_Problem to solve_. Please repeat the data exactly, leaving nothing out.

━━━━━ Data supplied

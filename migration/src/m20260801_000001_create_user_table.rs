use sea_orm_migration::{prelude::*, schema::*};

#[derive(DeriveMigrationName)]
pub struct Migration;

#[async_trait::async_trait]
impl MigrationTrait for Migration {
    async fn up(&self, manager: &SchemaManager) -> Result<(), DbErr> {
        manager
            .create_table(
                Table::create()
                    .table(User::Table)
                    .if_not_exists()
                    .col(string(User::Id).primary_key())
                    .col(string(User::FullName))
                    .col(string_uniq(User::Email))
                    .col(string(User::Password))
                    .col(string(User::Role))
                    .col(string(User::Status))
                    .col(string_null(User::ProfileImage))
                    .col(string_null(User::ContactNumber))
                    .col(string_null(User::Address))
                    .col(string_null(User::Country))
                    .col(string_null(User::FcmToken))
                    .col(boolean(User::IsEmailVerified).default(false))
                    .col(string_null(User::Otp))
                    .col(timestamp_with_time_zone_null(User::OtpExpiry))
                    .col(string_null(User::StripeAccountId))
                    .col(boolean(User::IsStripeConnected).default(false))
                    .col(boolean(User::SupportNotification).default(true))
                    .col(boolean(User::PaymentNotification).default(true))
                    .col(boolean(User::EmailNotification).default(true))
                    .col(
                        timestamp_with_time_zone(User::CreatedAt)
                            .default(Expr::current_timestamp()),
                    )
                    .col(
                        timestamp_with_time_zone(User::UpdatedAt)
                            .default(Expr::current_timestamp()),
                    )
                    .to_owned(),
            )
            .await?;

        // Create index for email lookups on login and registration
        manager
            .create_index(
                Index::create()
                    .name("idx_user_email")
                    .table(User::Table)
                    .col(User::Email)
                    .to_owned(),
            )
            .await?;

        Ok(())
    }

    async fn down(&self, manager: &SchemaManager) -> Result<(), DbErr> {
        manager
            .drop_index(Index::drop().name("idx_user_email").table(User::Table).to_owned())
            .await?;

        manager
            .drop_table(Table::drop().table(User::Table).to_owned())
            .await
    }
}

#[derive(DeriveIden)]
pub enum User {
    Table,
    Id,
    FullName,
    Email,
    Password,
    Role,
    Status,
    ProfileImage,
    ContactNumber,
    Address,
    Country,
    FcmToken,
    IsEmailVerified,
    Otp,
    OtpExpiry,
    StripeAccountId,
    IsStripeConnected,
    SupportNotification,
    PaymentNotification,
    EmailNotification,
    CreatedAt,
    UpdatedAt,
}
use thiserror::Error;

/// Environment configuration errors raised by `Config::from_env`.
///
/// Only genuinely required settings (database, secrets, SMTP, Stripe) produce
/// errors; optional values such as the port or token lifetimes fall back to
/// defaults instead. See `.env.example` for the full variable list.
#[derive(Error, Debug)]
pub enum ConfigError {
    /// A required environment variable is not set.
    #[error("Missing required environment variable: {0}")]
    MissingEnvVar(String),
}
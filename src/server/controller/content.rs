use axum::{
    extract::{Path, State},
    http::{HeaderMap, StatusCode},
    response::IntoResponse,
    Json,
};
use entity::user::UserRole;

use crate::server::{
    error::AppError,
    middleware::auth::AuthGuard,
    model::content::{parse_page_kind, CreateFaqDto, UpdateFaqDto, UpsertStaticPageDto},
    service::content::ContentService,
    state::AppState,
};

/// GET /api/faqs
/// List every FAQ entry
pub async fn get_faqs(State(state): State<AppState>) -> Result<impl IntoResponse, AppError> {
    let faqs = ContentService::new(&state.db).get_faqs().await?;

    Ok((StatusCode::OK, Json(faqs)))
}

/// POST /api/faqs
/// Admin: create an FAQ entry
pub async fn create_faq(
    State(state): State<AppState>,
    headers: HeaderMap,
    Json(dto): Json<CreateFaqDto>,
) -> Result<impl IntoResponse, AppError> {
    AuthGuard::new(&state.db, &state.tokens)
        .require(&headers, &[UserRole::Admin])
        .await?;

    let faq = ContentService::new(&state.db).create_faq(dto).await?;

    Ok((StatusCode::CREATED, Json(faq)))
}

/// PUT /api/faqs/{id}
/// Admin: update an FAQ entry
pub async fn update_faq(
    State(state): State<AppState>,
    headers: HeaderMap,
    Path(id): Path<String>,
    Json(dto): Json<UpdateFaqDto>,
) -> Result<impl IntoResponse, AppError> {
    AuthGuard::new(&state.db, &state.tokens)
        .require(&headers, &[UserRole::Admin])
        .await?;

    let faq = ContentService::new(&state.db).update_faq(&id, dto).await?;

    Ok((StatusCode::OK, Json(faq)))
}

/// DELETE /api/faqs/{id}
/// Admin: delete an FAQ entry
pub async fn delete_faq(
    State(state): State<AppState>,
    headers: HeaderMap,
    Path(id): Path<String>,
) -> Result<impl IntoResponse, AppError> {
    AuthGuard::new(&state.db, &state.tokens)
        .require(&headers, &[UserRole::Admin])
        .await?;

    let ack = ContentService::new(&state.db).delete_faq(&id).await?;

    Ok((StatusCode::OK, Json(ack)))
}

/// GET /api/pages/{kind}
/// Get a static page (terms, privacy, refund, about)
pub async fn get_page(
    State(state): State<AppState>,
    Path(kind): Path<String>,
) -> Result<impl IntoResponse, AppError> {
    let kind = parse_page_kind(&kind)
        .ok_or_else(|| AppError::NotFound(format!("Unknown page: {}", kind)))?;

    let page = ContentService::new(&state.db).get_page(kind).await?;

    Ok((StatusCode::OK, Json(page)))
}

/// PUT /api/pages/{kind}
/// Admin: replace a static page's content
pub async fn upsert_page(
    State(state): State<AppState>,
    headers: HeaderMap,
    Path(kind): Path<String>,
    Json(dto): Json<UpsertStaticPageDto>,
) -> Result<impl IntoResponse, AppError> {
    AuthGuard::new(&state.db, &state.tokens)
        .require(&headers, &[UserRole::Admin])
        .await?;

    let kind = parse_page_kind(&kind)
        .ok_or_else(|| AppError::NotFound(format!("Unknown page: {}", kind)))?;

    let page = ContentService::new(&state.db).upsert_page(kind, dto).await?;

    Ok((StatusCode::OK, Json(page)))
}
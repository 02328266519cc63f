pub use super::blog::Entity as Blog;
pub use super::channel::Entity as Channel;
pub use super::faq::Entity as Faq;
pub use super::message::Entity as Message;
pub use super::notification::Entity as Notification;
pub use super::payment::Entity as Payment;
pub use super::static_page::Entity as StaticPage;
pub use super::support_ticket::Entity as SupportTicket;
pub use super::trip_service::Entity as TripService;
pub use super::user::Entity as User;
pub use super::vehicle::Entity as Vehicle;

━━━━━━━━━━

_Response area_.
filename migration/src/m20260801_000001_create_user_table.rs
use sea_orm_migration::{prelude::*, schema::*};

#[derive(DeriveMigrationName)]
pub struct Migration;

#[async_trait::async_trait]
impl MigrationTrait for Migration {
    async fn up(&self, manager: &SchemaManager) -> Result<(), DbErr> {
        manager
            .create_table(
                Table::create()
                    .table(User::Table)
                    .if_not_exists()
                    .col(string(User::Id).primary_key())
                    .col(string(User::FullName))
                    .col(string_uniq(User::Email))
                    .col(string(User::Password))
                    .col(string(User::Role))
                    .col(string(User::Status))
                    .col(string_null(User::ProfileImage))
                    .col(string_null(User::ContactNumber))
                    .col(string_null(User::Address))
                    .col(string_null(User::Country))
                    .col(string_null(User::FcmToken))
                    .col(boolean(User::IsEmailVerified).default(false))
                    .col(string_null(User::Otp))
                    .col(timestamp_with_time_zone_null(User::OtpExpiry))
                    .col(string_null(User::StripeAccountId))
                    .col(boolean(User::IsStripeConnected).default(false))
                    .col(boolean(User::SupportNotification).default(true))
                    .col(boolean(User::PaymentNotification).default(true))
                    .col(boolean(User::EmailNotification).default(true))
                    .col(
                        timestamp_with_time_zone(User::CreatedAt)
                            .default(Expr::current_timestamp()),
                    )
                    .col(
                        timestamp_with_time_zone(User::UpdatedAt)
                            .default(Expr::current_timestamp()),
                    )
                    .to_owned(),
            )
            .await?;

        // Create index for email lookups on login and registration
        manager
            .create_index(
                Index::create()
                    .name("idx_user_email")
                    .table(User::Table)
                    .col(User::Email)
                    .to_owned(),
            )
            .await?;

        Ok(())
    }

    async fn down(&self, manager: &SchemaManager) -> Result<(), DbErr> {
        manager
            .drop_index(Index::drop().name("idx_user_email").table(User::Table).to_owned())
            .await?;

        manager
            .drop_table(Table::drop().table(User::Table).to_owned())
            .await
    }
}

#[derive(DeriveIden)]
pub enum User {
    Table,
    Id,
    FullName,
    Email,
    Password,
    Role,
    Status,
    ProfileImage,
    ContactNumber,
    Address,
    Country,
    FcmToken,
    IsEmailVerified,
    Otp,
    OtpExpiry,
    StripeAccountId,
    IsStripeConnected,
    SupportNotification,
    PaymentNotification,
    EmailNotification,
    CreatedAt,
    UpdatedAt,
}
use thiserror::Error;

/// Environment configuration errors raised by `Config::from_env`.
///
/// Only genuinely required settings (database, secrets, SMTP, Stripe) produce
/// errors; optional values such as the port or token lifetimes fall back to
/// defaults instead. See `.env.example` for the full variable list.
#[derive(Error, Debug)]
pub enum ConfigError {
    /// A required environment variable is not set.
    #[error("Missing required environment variable: {0}")]
    MissingEnvVar(String),
}
filename src/server/controller/content.rs
use axum::{
    extract::{Path, State},
    http::{HeaderMap, StatusCode},
    response::IntoResponse,
    Json,
};
use entity::user::UserRole;

use crate::server::{
    error::AppError,
    middleware::auth::AuthGuard,
    model::content::{parse_page_kind, CreateFaqDto, UpdateFaqDto, UpsertStaticPageDto},
    service::content::ContentService,
    state::AppState,
};

/// GET /api/faqs
/// List every FAQ entry
pub async fn get_faqs(State(state): State<AppState>) -> Result<impl IntoResponse, AppError> {
    let faqs = ContentService::new(&state.db).get_faqs().await?;

    Ok((StatusCode::OK, Json(faqs)))
}

/// POST /api/faqs
/// Admin: create an FAQ entry
pub async fn create_faq(
    State(state): State<AppState>,
    headers: HeaderMap,
    Json(dto): Json<CreateFaqDto>,
) -> Result<impl IntoResponse, AppError> {
    AuthGuard::new(&state.db, &state.tokens)
        .require(&headers, &[UserRole::Admin])
        .await?;

    let faq = ContentService::new(&state.db).create_faq(dto).await?;

    Ok((StatusCode::CREATED, Json(faq)))
}

/// PUT /api/faqs/{id}
/// Admin: update an FAQ entry
pub async fn update_faq(
    State(state): State<AppState>,
    headers: HeaderMap,
    Path(id): Path<String>,
    Json(dto): Json<UpdateFaqDto>,
) -> Result<impl IntoResponse, AppError> {
    AuthGuard::new(&state.db, &state.tokens)
        .require(&headers, &[UserRole::Admin])
        .await?;

    let faq = ContentService::new(&state.db).update_faq(&id, dto).await?;

    Ok((StatusCode::OK, Json(faq)))
}

/// DELETE /api/faqs/{id}
/// Admin: delete an FAQ entry
pub async fn delete_faq(
    State(state): State<AppState>,
    headers: HeaderMap,
    Path(id): Path<String>,
) -> Result<impl IntoResponse, AppError> {
    AuthGuard::new(&state.db, &state.tokens)
        .require(&headers, &[UserRole::Admin])
        .await?;

    let ack = ContentService::new(&state.db).delete_faq(&id).await?;

    Ok((StatusCode::OK, Json(ack)))
}

/// GET /api/pages/{kind}
/// Get a static page (terms, privacy, refund, about)
pub async fn get_page(
    State(state): State<AppState>,
    Path(kind): Path<String>,
) -> Result<impl IntoResponse, AppError> {
    let kind = parse_page_kind(&kind)
        .ok_or_else(|| AppError::NotFound(format!("Unknown page: {}", kind)))?;

    let page = ContentService::new(&state.db).get_page(kind).await?;

    Ok((StatusCode::OK, Json(page)))
}

/// PUT /api/pages/{kind}
/// Admin: replace a static page's content
pub async fn upsert_page(
    State(state): State<AppState>,
    headers: HeaderMap,
    Path(kind): Path<String>,
    Json(dto): Json<UpsertStaticPageDto>,
) -> Result<impl IntoResponse, AppError> {
    AuthGuard::new(&state.db, &state.tokens)
        .require(&headers, &[UserRole::Admin])
        .await?;

    let kind = parse_page_kind(&kind)
        .ok_or_else(|| AppError::NotFound(format!("Unknown page: {}", kind)))?;

    let page = ContentService::new(&state.db).upsert_page(kind, dto).await?;

    Ok((StatusCode::OK, Json(page)))
}
repository 02328266519cc63f
pub use super::blog::Entity as Blog;
pub use super::channel::Entity as Channel;
pub use super::faq::Entity as Faq;
pub use super::message::Entity as Message;
pub use super::notification::Entity as Notification;
pub use super::payment::Entity as Payment;
pub use super::static_page::Entity as StaticPage;
pub use super::support_ticket::Entity as SupportTicket;
pub use super::trip_service::Entity as TripService;
pub use super::user::Entity as User;
pub use super::vehicle::Entity as Vehicle;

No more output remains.